Infection of BEAS-2B cells with adenoviral IKK dominant-negative and mutated constructs

BEAS-2B cells were cultured until 70% confluent and then infected with either the null virus (Ad5.CMV.Null), GFP (Ad5-GFP), dominant I{kappa}B{alpha}{Delta}N, and dominant-negative IKK1(KM), IKK2(KA), TBK, and IKK{epsilon}-expressing viruses that have all been described previously (23, 33, 34, 35). All viruses were titered using a Quick Titer Adenovirus ELISA (Cell Biolabs) that uses an anti-hexon Ab to quantitate the infection of HEK 293 cells. Viruses were diluted in K-SFM to a multiplicity of infection (MOI) of 100 before infection of BEAS-2B cells for 20 h. The BEAS-2B cells were subsequently stimulated with IFN-{gamma} (10 ng/ml) for a further 20 h in K-SFM containing 100 U/ml penicillin, 100 µg/ml streptomycin, and 2 mM L-glutamine. Adenoviral infection at MOI 100 had no effect on cell viability.

Western blotting

ECL reagent and Hybond-ECL nitrocellulose were obtained from GE Healthcare. Bis-Tris SDS-PAGE (4–12%) gels and buffers were purchased from Invitrogen Life Technologies. Abs against phosphorylated and total I{kappa}B{alpha} and STAT-1 were purchased from New England Biolabs. BEAS-2B cells were treated with IFN-{gamma} (5–60 min) or IL-1beta (2–30) min in 6-well plates. Cells were scraped and lysed with lysis buffer (10 mM Tris-HCl buffer (pH 7.5) containing 150 mM NaCl, 2 mM EDTA, 1 mM sodium orthovanadate, 1% (v/v) Triton X-100, 1 mM PMSF, 10 µg/ml leupeptin, and 10 µg/ml aprotinin) for 30 min on ice. The lysates were then centrifuged at 12,000 x g for 15 min. The protein concentration of the lysates was measured using the BCA protein assay (Bio-Rad). Equal amounts of protein (20 µg) were resolved with 4–12% Bis-Tris gels. After transferring the proteins onto a nitrocellulose membrane, the membranes were blocked with 5% (w/v) nonfat milk in TBS containing 0.1% (v/v) Tween 20 for 1 h at room temperature. The nitrocellulose was then incubated with Abs specific for either pI{kappa}B{alpha} or pSTAT-1 (Tyr701 and Ser727) overnight at 4°C. The primary Ab was detected with peroxidase-conjugated secondary Abs and labeled proteins were detected by ECL.

Double-label immunoconfocal laser microscopy

BEAS-2B cells were cultured on 8-well glass Labtek slides (Nalge Nunc International). NF-{kappa}B p65 expression was detected using a rabbit polyclonal Ab (sc-109; Santa Cruz Biotechnology).
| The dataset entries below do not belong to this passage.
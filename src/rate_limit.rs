//! Generic sliding-window rate limiter shared by the inbound request layer.
//!
//! Each client key keeps a time-ordered sequence of request timestamps.
//! Minute and hour ceilings are enforced independently; pruning is lazy and
//! throttled per key, and a periodic sweep drops keys idle for longer than
//! the hour window so total memory stays bounded across many clients.

use std::collections::HashMap;
use std::collections::VecDeque;
use std::sync::Mutex;
use std::time::{Duration, Instant};

const MINUTE: Duration = Duration::from_secs(60);
const HOUR: Duration = Duration::from_secs(3600);

/// How often the full inactive-key sweep runs, in calls.
const SWEEP_EVERY: u64 = 256;

/// Minimum gap between per-key prunes.
const PRUNE_INTERVAL: Duration = Duration::from_secs(1);

#[derive(Debug)]
struct ClientWindow {
    timestamps: VecDeque<Instant>,
    last_pruned: Instant,
}

#[derive(Debug)]
struct LimiterState {
    windows: HashMap<String, ClientWindow>,
    calls_since_sweep: u64,
}

/// Thread-safe per-key sliding-window limiter with independent per-minute
/// and per-hour ceilings.
#[derive(Debug)]
pub struct SlidingWindowRateLimiter {
    state: Mutex<LimiterState>,
    max_per_minute: usize,
    max_per_hour: usize,
}

impl SlidingWindowRateLimiter {
    #[must_use]
    pub fn new(max_per_minute: usize, max_per_hour: usize) -> Self {
        Self {
            state: Mutex::new(LimiterState {
                windows: HashMap::new(),
                calls_since_sweep: 0,
            }),
            max_per_minute,
            max_per_hour,
        }
    }

    /// Check whether `client_id` may proceed; on acceptance the current
    /// timestamp is recorded. `Err` carries the human-readable reason naming
    /// the exceeded ceiling.
    pub fn is_allowed(&self, client_id: &str) -> Result<(), String> {
        self.is_allowed_at(client_id, Instant::now())
    }

    fn is_allowed_at(&self, client_id: &str, now: Instant) -> Result<(), String> {
        let mut state = self.state.lock().expect("rate limiter lock poisoned");

        state.calls_since_sweep += 1;
        if state.calls_since_sweep >= SWEEP_EVERY {
            state.calls_since_sweep = 0;
            sweep_inactive(&mut state.windows, now);
        }

        let window = state
            .windows
            .entry(client_id.to_owned())
            .or_insert_with(|| ClientWindow {
                timestamps: VecDeque::new(),
                // Backdate so a fresh key prunes on its first call.
                last_pruned: now.checked_sub(PRUNE_INTERVAL).unwrap_or(now),
            });

        // Throttled lazy prune of entries older than the hour window.
        if now.duration_since(window.last_pruned) >= PRUNE_INTERVAL {
            while let Some(oldest) = window.timestamps.front() {
                if now.duration_since(*oldest) > HOUR {
                    window.timestamps.pop_front();
                } else {
                    break;
                }
            }
            window.last_pruned = now;
        }

        let minute_count = window
            .timestamps
            .iter()
            .rev()
            .take_while(|t| now.duration_since(**t) <= MINUTE)
            .count();
        let hour_count = window
            .timestamps
            .iter()
            .filter(|t| now.duration_since(**t) <= HOUR)
            .count();

        if minute_count >= self.max_per_minute {
            return Err(format!(
                "rate limit exceeded: {} requests per minute",
                self.max_per_minute
            ));
        }
        if hour_count >= self.max_per_hour {
            return Err(format!(
                "rate limit exceeded: {} requests per hour",
                self.max_per_hour
            ));
        }

        window.timestamps.push_back(now);
        Ok(())
    }

    /// Reset counters for one client, or for all clients when `None`.
    pub fn reset(&self, client_id: Option<&str>) {
        let mut state = self.state.lock().expect("rate limiter lock poisoned");
        match client_id {
            Some(id) => {
                state.windows.remove(id);
            }
            None => state.windows.clear(),
        }
    }

    /// Number of tracked client keys (sweep observability).
    #[must_use]
    pub fn tracked_clients(&self) -> usize {
        self.state
            .lock()
            .expect("rate limiter lock poisoned")
            .windows
            .len()
    }
}

fn sweep_inactive(windows: &mut HashMap<String, ClientWindow>, now: Instant) {
    windows.retain(|_, window| {
        window
            .timestamps
            .back()
            .is_some_and(|latest| now.duration_since(*latest) <= HOUR)
    });
}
The cells were fixed in ice-cold methanol for 5 min and following three 5-min washes in PBS, cells were labeled with the rabbit anti-p65 Ab overnight in PBS/10% (v/v) normal human serum containing 0.1% (v/v) Triton-100 at 4°C. Following three 5-min washes in PBS, the cells were incubated with an Alexa 488-conjugated goat anti-rabbit IgG F(ab')2 Ab (Molecular Probes) for 2 h in PBS/10% (v/v) normal human serum at room temperature. The slides were washed in PBS and subsequently incubated with 4',6-diamidino-2-phenyl-indole hydrochloride (DAPI) at 10 µM (Sigma-Aldrich) in HBSS for 3 min, washed again, and mounted using Citifluor. Cells (0.7-µm sections) were analyzed using a Leica TCS 4D confocal microscope (Leica Microsystems) equipped with argon and UV lasers. Confocal images were acquired at x20 magnification.

NF-{kappa}B reporter assay

BEAS-2B cells were infected with MOI 100 of an adenovirus carrying a NF-{kappa}B-dependent reporter (Ad-NF-{kappa}B-luc). This construct was obtained by inserting the NF-{kappa}B enhancer (five copies of the classical NF-{kappa}B motif (underlined) 5'-TGG GGA CTT TCC GC-3'), TATA box, and luciferase gene from pNF-{kappa}B-luc (Stratagene) into the Ad5 parent vector. After incubation for 24 h in K-SFM, the cells were then changed to fresh K-SFM and stimulated with IFN-{gamma}, IL-1beta, or TNF-{alpha} (0.1–100 ng/ml) for 6 h. Cells were then harvested and luciferase activity was measured as described previously (20).

STAT activation (TransAM)

STAT phosphorylation, nuclear translocation, and DNA binding was determined using TransAM assays (Actif Motif). BEAS-2B cells were treated with IKK inhibitors for 30 min before stimulation with IFN-{gamma} (10 ng/ml) for 1 h. Nuclear extracts were prepared using the Actif Motif assay reagents. Briefly, the nuclear extracts (20 µg) were incubated in DNA-coated plates for 1 h. After washing, Abs specific for the active forms of STAT1, STAT3, STAT5A, and STAT5B were incubated for 1 h. The plates were washed and a secondary HRP-labeled anti-goat Ig Ab was incubated for a further 1 h. After washing, the assay was developed using the tetramethylbenzidine substrate provided and the reaction was stopped using 2 N sulfuric acid. The plates were read at 450 nm with a reference filter of 610 nm.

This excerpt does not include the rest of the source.